Either way, I would classify such vehicle purchase investment as a highway operational cost and doesn’t include in that the purchase of gasoline and/or electricity. But still.
Using the railway, to accommodate the same number of users, would require 1,800 train-car loads of passengers in a 24-hour period and that’s based on a capacity of 80 passengers per train car. If each trainset consisted of four train cars, which is typical, accommodated are 320 riders. Using 10-minute headways or six trains per hour, at full capacity, moved in that time space are 1,920 riders and that’s per direction of travel. Spread that out over 24 hours (assuming an around-the-clock operation), the travel needs of as many as 92,160 light-rail riders could be adequately met. Realistically, though, since on the Valley MetroRail light rail transit system ridership is roughly forty-three-and-a-half thousand daily, obviously not as many light rail trains would need to be procured. However, if more equipment is ever needed more train-cars/sets could be secured.
Realistically, as well, highway capacity like that mentioned above would typically be handled by four and not two lanes of roadway which doubles construction costs. So, for 20 miles, we’re looking at a construction cost of $2 billion instead of $1 billion.

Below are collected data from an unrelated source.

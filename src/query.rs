//! Live queries over the local store.
//!
//! A live query re-runs its [`Scope`] after every store commit that touched
//! the scope's kind and calls back only when the ordered result actually
//! changed (membership, order, or any member's fields).
//!
//! # Example
//!
//! ```ignore
//! let handle = LiveQuery::subscribe(
//!   &store,
//!   Scope::children_of::<ModuleItem>(&module_key),
//!   |items: Vec<StoredRecord<ModuleItem>>| println!("{} items", items.len()),
//! )?;
//!
//! // Any commit to the store, from any use case, may trigger the callback
//! controller.refresh(&GetModules::new(course_id), true).await?;
//!
//! handle.unsubscribe();
//! ```

use std::marker::PhantomData;
use std::sync::atomic::{AtomicBool, Ordering};
use std::sync::Arc;

use sha2::{Digest, Sha256};
use tokio::runtime::Handle;
use tokio::sync::broadcast::error::RecvError;
use tokio::task::JoinHandle;
use tracing::{debug, trace, warn};

use crate::cache::{Entity, RawRecord, Scope, Store, StoredRecord};
use crate::error::{Result, SyncError};

/// Entry point for live queries over entity `T`.
pub struct LiveQuery<T> {
  _entity: PhantomData<T>,
}

impl<T: Entity> LiveQuery<T> {
  /// Watch `scope` and call `on_change` with the new result whenever it changes.
  ///
  /// The result at subscription time is the baseline and is not delivered.
  /// Fails with [`SyncError::NoRuntime`] outside a tokio runtime.
  pub fn subscribe<F>(store: &Store, scope: Scope, on_change: F) -> Result<LiveHandle>
  where
    F: Fn(Vec<StoredRecord<T>>) + Send + Sync + 'static,
  {
    let runtime = Handle::try_current().map_err(|e| SyncError::NoRuntime(e.to_string()))?;

    // Subscribe before taking the baseline so no commit falls in between
    let mut commits = store.subscribe_commits();
    let (_, mut last) = evaluate(store, &scope)?;

    let weak = store.downgrade();
    let active = Arc::new(AtomicBool::new(true));
    let task_active = active.clone();
    let kind = scope.kind();

    let task = runtime.spawn(async move {
      loop {
        match commits.recv().await {
          Ok(commit) if !commit.touches(kind) => continue,
          Ok(_) => {}
          Err(RecvError::Lagged(skipped)) => {
            debug!(kind, skipped, "live query lagged, re-evaluating");
          }
          Err(RecvError::Closed) => break,
        }

        if !task_active.load(Ordering::SeqCst) {
          break;
        }
        let Some(store) = weak.upgrade() else {
          break;
        };

        let rows = match evaluate(&store, &scope) {
          Ok((rows, fingerprint)) if fingerprint != last => {
            last = fingerprint;
            rows
          }
          Ok(_) => {
            trace!(kind, "live query result unchanged");
            continue;
          }
          Err(e) => {
            warn!(kind, error = %e, "live query re-evaluation failed");
            continue;
          }
        };
        drop(store);

        let decoded: Result<Vec<StoredRecord<T>>> =
          rows.into_iter().map(RawRecord::decode::<T>).collect();
        match decoded {
          Ok(records) if task_active.load(Ordering::SeqCst) => on_change(records),
          Ok(_) => break,
          Err(e) => warn!(kind, error = %e, "live query decode failed"),
        }
      }
      trace!(kind, "live query stopped");
    });

    Ok(LiveHandle { active, task })
  }
}

/// Keeps a live query running. Dropping the handle unsubscribes.
pub struct LiveHandle {
  active: Arc<AtomicBool>,
  task: JoinHandle<()>,
}

impl LiveHandle {
  /// Stop delivering changes. Safe to call more than once, and after the
  /// store is gone.
  pub fn unsubscribe(&self) {
    if self.active.swap(false, Ordering::SeqCst) {
      self.task.abort();
    }
  }

  pub fn is_active(&self) -> bool {
    self.active.load(Ordering::SeqCst) && !self.task.is_finished()
  }
}

impl Drop for LiveHandle {
  fn drop(&mut self) {
    self.unsubscribe();
  }
}

/// Run the scope and fingerprint the ordered result.
fn evaluate(store: &Store, scope: &Scope) -> Result<(Vec<RawRecord>, String)> {
  let rows = store.fetch(scope)?;
  let mut hasher = Sha256::new();
  for row in &rows {
    let member = serde_json::to_vec(&(
      &row.key,
      row.position,
      row.rank,
      &row.data,
      &row.local,
    ))?;
    hasher.update((member.len() as u64).to_le_bytes());
    hasher.update(&member);
  }
  Ok((rows, hex::encode(hasher.finalize())))
}
#[cfg(test)]
mod tests {
  use super::*;
  use crate::cache::storage::{RawRecord, Store};
  use crate::cache::traits::Derived;
  use serde::{Deserialize, Serialize};
  use serde_json::{json, Map};

  #[derive(Debug, Clone, PartialEq, Serialize, Deserialize)]
  struct Section {
    id: String,
    name: String,
  }

  impl Entity for Section {
    fn kind() -> &'static str {
      "section"
    }

    fn natural_key(&self) -> String {
      self.id.clone()
    }

    fn parent_key(&self) -> Option<String> {
      Some("course".to_string())
    }
  }

  #[derive(Debug, Clone, PartialEq, Serialize, Deserialize)]
  struct Step {
    id: String,
    section: String,
    title: String,
    position: Option<i64>,
    #[serde(default)]
    gated: bool,
  }

  impl Entity for Step {
    fn kind() -> &'static str {
      "step"
    }

    fn natural_key(&self) -> String {
      self.id.clone()
    }

    fn parent_key(&self) -> Option<String> {
      Some(self.section.clone())
    }

    fn position(&self) -> Option<i64> {
      self.position
    }

    fn validate(&self) -> Result<(), String> {
      if self.title.is_empty() {
        return Err("missing title".to_string());
      }
      Ok(())
    }

    fn derived(&self) -> Option<Derived<Self>> {
      self.gated.then(|| {
        Derived::new(
          "choose",
          Step {
            id: format!("{}-choose", self.id),
            section: self.section.clone(),
            title: "Choose a path".to_string(),
            position: self.position,
            gated: false,
          },
        )
      })
    }
  }

  fn step(id: &str, section: &str, position: i64) -> Step {
    Step {
      id: id.to_string(),
      section: section.to_string(),
      title: format!("Step {}", id),
      position: Some(position),
      gated: false,
    }
  }

  fn steps_in(store: &Store, section: &str) -> Vec<RawRecord> {
    store.fetch(&Scope::children_of::<Step>(section)).unwrap()
  }

  fn keys(rows: &[RawRecord]) -> Vec<&str> {
    rows.iter().map(|r| r.key.as_str()).collect()
  }

  #[test]
  fn test_reconcile_twice_is_idempotent() {
    let store = Store::open_in_memory().unwrap();
    let scope = Scope::children_of::<Step>("s1");
    let response = vec![step("a", "s1", 1), step("b", "s1", 2)];

    store
      .write(|tx| reconcile(tx, &response, &scope, Listing::Exhaustive))
      .unwrap();
    let first = steps_in(&store, "s1");

    let report = store
      .write(|tx| reconcile(tx, &response, &scope, Listing::Exhaustive))
      .unwrap();
    let second = steps_in(&store, "s1");

    assert_eq!(first, second);
    assert!(!report.changed());
    assert_eq!(report.unchanged, vec!["a", "b"]);
  }

  #[test]
  fn test_matching_key_updates_in_place() {
    let store = Store::open_in_memory().unwrap();
    let scope = Scope::children_of::<Step>("s1");

    store
      .write(|tx| reconcile(tx, &[step("a", "s1", 1)], &scope, Listing::Exhaustive))
      .unwrap();
    let before = steps_in(&store, "s1");

    let mut renamed = step("a", "s1", 1);
    renamed.title = "Renamed".to_string();
    let report = store
      .write(|tx| reconcile(tx, &[renamed], &scope, Listing::Exhaustive))
      .unwrap();
    let after = steps_in(&store, "s1");

    assert_eq!(report.updated, vec!["a"]);
    assert_eq!(after.len(), 1);
    assert_eq!(after[0].id, before[0].id);
    assert_eq!(after[0].data["title"], json!("Renamed"));
  }

  #[test]
  fn test_local_fields_survive_reconciliation() {
    let store = Store::open_in_memory().unwrap();
    let scope = Scope::children_of::<Step>("s1");
    store
      .write(|tx| reconcile(tx, &[step("a", "s1", 1)], &scope, Listing::Exhaustive))
      .unwrap();

    let id = steps_in(&store, "s1")[0].id;
    store
      .write(|tx| {
        let mut local = Map::new();
        local.insert("in_progress".to_string(), json!(true));
        tx.set_local(id, &local)
      })
      .unwrap();

    let mut changed = step("a", "s1", 4);
    changed.title = "New".to_string();
    store
      .write(|tx| reconcile(tx, &[changed], &scope, Listing::Exhaustive))
      .unwrap();

    let row = &steps_in(&store, "s1")[0];
    assert_eq!(row.local.get("in_progress"), Some(&json!(true)));
    assert_eq!(row.position, 4);
  }

  #[test]
  fn test_exhaustive_listing_prunes_missing() {
    let store = Store::open_in_memory().unwrap();
    let scope = Scope::children_of::<Step>("s1");
    let all = vec![step("a", "s1", 1), step("b", "s1", 2), step("c", "s1", 3)];
    store
      .write(|tx| reconcile(tx, &all, &scope, Listing::Exhaustive))
      .unwrap();

    let report = store
      .write(|tx| {
        reconcile(
          tx,
          &[step("a", "s1", 1), step("c", "s1", 3)],
          &scope,
          Listing::Exhaustive,
        )
      })
      .unwrap();

    assert_eq!(report.deleted, vec!["b"]);
    assert_eq!(keys(&steps_in(&store, "s1")), vec!["a", "c"]);
  }

  #[test]
  fn test_partial_response_keeps_siblings() {
    let store = Store::open_in_memory().unwrap();
    let scope = Scope::children_of::<Step>("s1");
    let all = vec![step("a", "s1", 1), step("b", "s1", 2), step("c", "s1", 3)];
    store
      .write(|tx| reconcile(tx, &all, &scope, Listing::Exhaustive))
      .unwrap();

    let mut a = step("a", "s1", 1);
    a.title = "Updated".to_string();
    let report = store
      .write(|tx| reconcile(tx, &[a], &scope, Listing::Partial))
      .unwrap();

    assert!(report.deleted.is_empty());
    let rows = steps_in(&store, "s1");
    assert_eq!(keys(&rows), vec!["a", "b", "c"]);
    assert_eq!(rows[0].data["title"], json!("Updated"));
    assert_eq!(rows[1].data["title"], json!("Step b"));
  }

  #[test]
  fn test_partial_without_position_keeps_cached_position() {
    let store = Store::open_in_memory().unwrap();
    let scope = Scope::children_of::<Step>("s1");
    store
      .write(|tx| {
        reconcile(
          tx,
          &[step("a", "s1", 1), step("b", "s1", 7)],
          &scope,
          Listing::Exhaustive,
        )
      })
      .unwrap();

    let mut b = step("b", "s1", 0);
    b.position = None;
    store
      .write(|tx| reconcile(tx, &[b], &scope, Listing::Partial))
      .unwrap();

    let rows = steps_in(&store, "s1");
    assert_eq!(rows[1].key, "b");
    assert_eq!(rows[1].position, 7);
  }

  #[test]
  fn test_exhaustive_without_positions_uses_response_order() {
    let store = Store::open_in_memory().unwrap();
    let scope = Scope::children_of::<Step>("s1");
    let mut response = vec![step("z", "s1", 0), step("m", "s1", 0), step("a", "s1", 0)];
    for s in &mut response {
      s.position = None;
    }

    store
      .write(|tx| reconcile(tx, &response, &scope, Listing::Exhaustive))
      .unwrap();
    assert_eq!(keys(&steps_in(&store, "s1")), vec!["z", "m", "a"]);

    response.reverse();
    store
      .write(|tx| reconcile(tx, &response, &scope, Listing::Exhaustive))
      .unwrap();
    assert_eq!(keys(&steps_in(&store, "s1")), vec!["a", "m", "z"]);
  }

  #[test]
  fn test_synthetic_child_lifecycle() {
    let store = Store::open_in_memory().unwrap();
    let scope = Scope::children_of::<Step>("s1");

    let mut gated = step("b", "s1", 2);
    gated.gated = true;
    let response = vec![step("a", "s1", 1), gated.clone(), step("c", "s1", 3)];

    store
      .write(|tx| reconcile(tx, &response, &scope, Listing::Exhaustive))
      .unwrap();
    // A second pass must not duplicate the synthetic row
    store
      .write(|tx| reconcile(tx, &response, &scope, Listing::Exhaustive))
      .unwrap();

    let rows = steps_in(&store, "s1");
    assert_eq!(keys(&rows), vec!["a", "b", "b-choose", "c"]);
    assert_eq!(rows[2].derived_from.as_deref(), Some("b"));
    assert_eq!(rows[2].rank, 1);

    gated.gated = false;
    let report = store
      .write(|tx| {
        reconcile(
          tx,
          &[step("a", "s1", 1), gated, step("c", "s1", 3)],
          &scope,
          Listing::Exhaustive,
        )
      })
      .unwrap();

    assert_eq!(report.deleted, vec!["b-choose"]);
    assert_eq!(keys(&steps_in(&store, "s1")), vec!["a", "b", "c"]);
  }

  #[test]
  fn test_synthetic_child_resolved_by_partial_update() {
    let store = Store::open_in_memory().unwrap();
    let scope = Scope::children_of::<Step>("s1");
    let mut gated = step("b", "s1", 2);
    gated.gated = true;
    store
      .write(|tx| {
        reconcile(
          tx,
          &[step("a", "s1", 1), gated.clone()],
          &scope,
          Listing::Exhaustive,
        )
      })
      .unwrap();

    gated.gated = false;
    store
      .write(|tx| reconcile(tx, &[gated], &scope, Listing::Partial))
      .unwrap();

    assert_eq!(keys(&steps_in(&store, "s1")), vec!["a", "b"]);
  }

  #[test]
  fn test_invalid_record_rolls_back_whole_batch() {
    let store = Store::open_in_memory().unwrap();
    let scope = Scope::children_of::<Step>("s1");
    store
      .write(|tx| reconcile(tx, &[step("a", "s1", 1)], &scope, Listing::Exhaustive))
      .unwrap();

    let mut broken = step("c", "s1", 3);
    broken.title.clear();
    let err = store
      .write(|tx| {
        reconcile(
          tx,
          &[step("b", "s1", 2), broken],
          &scope,
          Listing::Exhaustive,
        )
      })
      .unwrap_err();

    match err {
      SyncError::InvalidRecord { kind, key, .. } => {
        assert_eq!(kind, "step");
        assert_eq!(key, "c");
      }
      other => panic!("Expected InvalidRecord, got {:?}", other),
    }
    assert_eq!(keys(&steps_in(&store, "s1")), vec!["a"]);
  }

  #[test]
  fn test_tree_reconcile_prunes_children_and_orphans() {
    let store = Store::open_in_memory().unwrap();
    let sections = Scope::children_of::<Section>("course");
    let section = |id: &str| Section {
      id: id.to_string(),
      name: id.to_uppercase(),
    };

    let nodes = vec![
      Node::new(
        section("s1"),
        Some(vec![step("a", "s1", 1), step("b", "s1", 2)]),
      ),
      Node::new(section("s2"), Some(vec![step("c", "s2", 1)])),
    ];
    store
      .write(|tx| reconcile_tree(tx, &nodes, &sections, Listing::Exhaustive))
      .unwrap();
    assert_eq!(keys(&steps_in(&store, "s1")), vec!["a", "b"]);

    let nodes = vec![Node::new(section("s1"), Some(vec![step("b", "s1", 1)]))];
    let report = store
      .write(|tx| reconcile_tree(tx, &nodes, &sections, Listing::Exhaustive))
      .unwrap();

    assert_eq!(keys(&steps_in(&store, "s1")), vec!["b"]);
    assert!(steps_in(&store, "s2").is_empty());
    assert_eq!(keys(&store.fetch(&sections).unwrap()), vec!["s1"]);
    assert!(report.deleted.contains(&"a".to_string()));
    assert!(report.deleted.contains(&"c".to_string()));
    assert!(report.deleted.contains(&"s2".to_string()));
  }

  #[test]
  fn test_tree_without_children_keeps_cached_children() {
    let store = Store::open_in_memory().unwrap();
    let sections = Scope::children_of::<Section>("course");
    let s1 = Section {
      id: "s1".to_string(),
      name: "One".to_string(),
    };

    store
      .write(|tx| {
        reconcile_tree(
          tx,
          &[Node::new(s1.clone(), Some(vec![step("a", "s1", 1)]))],
          &sections,
          Listing::Exhaustive,
        )
      })
      .unwrap();
    store
      .write(|tx| {
        reconcile_tree::<_, Step, _>(tx, &[Node::new(s1, None)], &sections, Listing::Exhaustive)
      })
      .unwrap();

    assert_eq!(keys(&steps_in(&store, "s1")), vec!["a"]);
  }

  #[test]
  fn test_child_moving_between_parents_keeps_identity() {
    let store = Store::open_in_memory().unwrap();
    let sections = Scope::children_of::<Section>("course");
    let section = |id: &str| Section {
      id: id.to_string(),
      name: id.to_string(),
    };

    store
      .write(|tx| {
        reconcile_tree(
          tx,
          &[
            Node::new(section("s1"), Some(vec![step("a", "s1", 1)])),
            Node::new(section("s2"), Some(vec![])),
          ],
          &sections,
          Listing::Exhaustive,
        )
      })
      .unwrap();
    let before = steps_in(&store, "s1")[0].id;

    store
      .write(|tx| {
        reconcile_tree(
          tx,
          &[
            Node::new(section("s1"), Some(vec![])),
            Node::new(section("s2"), Some(vec![step("a", "s2", 1)])),
          ],
          &sections,
          Listing::Exhaustive,
        )
      })
      .unwrap();

    assert!(steps_in(&store, "s1").is_empty());
    assert_eq!(steps_in(&store, "s2")[0].id, before);
  }

  #[test]
  fn test_child_with_foreign_parent_is_rejected() {
    let store = Store::open_in_memory().unwrap();
    let sections = Scope::children_of::<Section>("course");
    let s1 = Section {
      id: "s1".to_string(),
      name: "One".to_string(),
    };

    let err = store
      .write(|tx| {
        reconcile_tree(
          tx,
          &[Node::new(s1, Some(vec![step("a", "s9", 1)]))],
          &sections,
          Listing::Exhaustive,
        )
      })
      .unwrap_err();

    assert!(matches!(err, SyncError::InvalidRecord { .. }));
    assert!(store.fetch(&sections).unwrap().is_empty());
  }
}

So, weighing all factors, dollar for dollar, railways go so much farther in terms of handling capacity than do highways, all things being equal.
But the real beauty of this whole conversation is that with the railway versus the highway, the difference in regard to energy/emissions-savings is like night and day. Historically, in this regard, railways have come out on top.
Keeping this in mind, there is very strong interest in building a high-speed (205 mph) rail line connecting Dallas-Ft. Worth and Houston (a distance of 250 miles) and a magnetically levitated train between Baltimore and Washington, D.C. (a roughly 50-mile distance).
Again, roadways versus railways, which is the better value?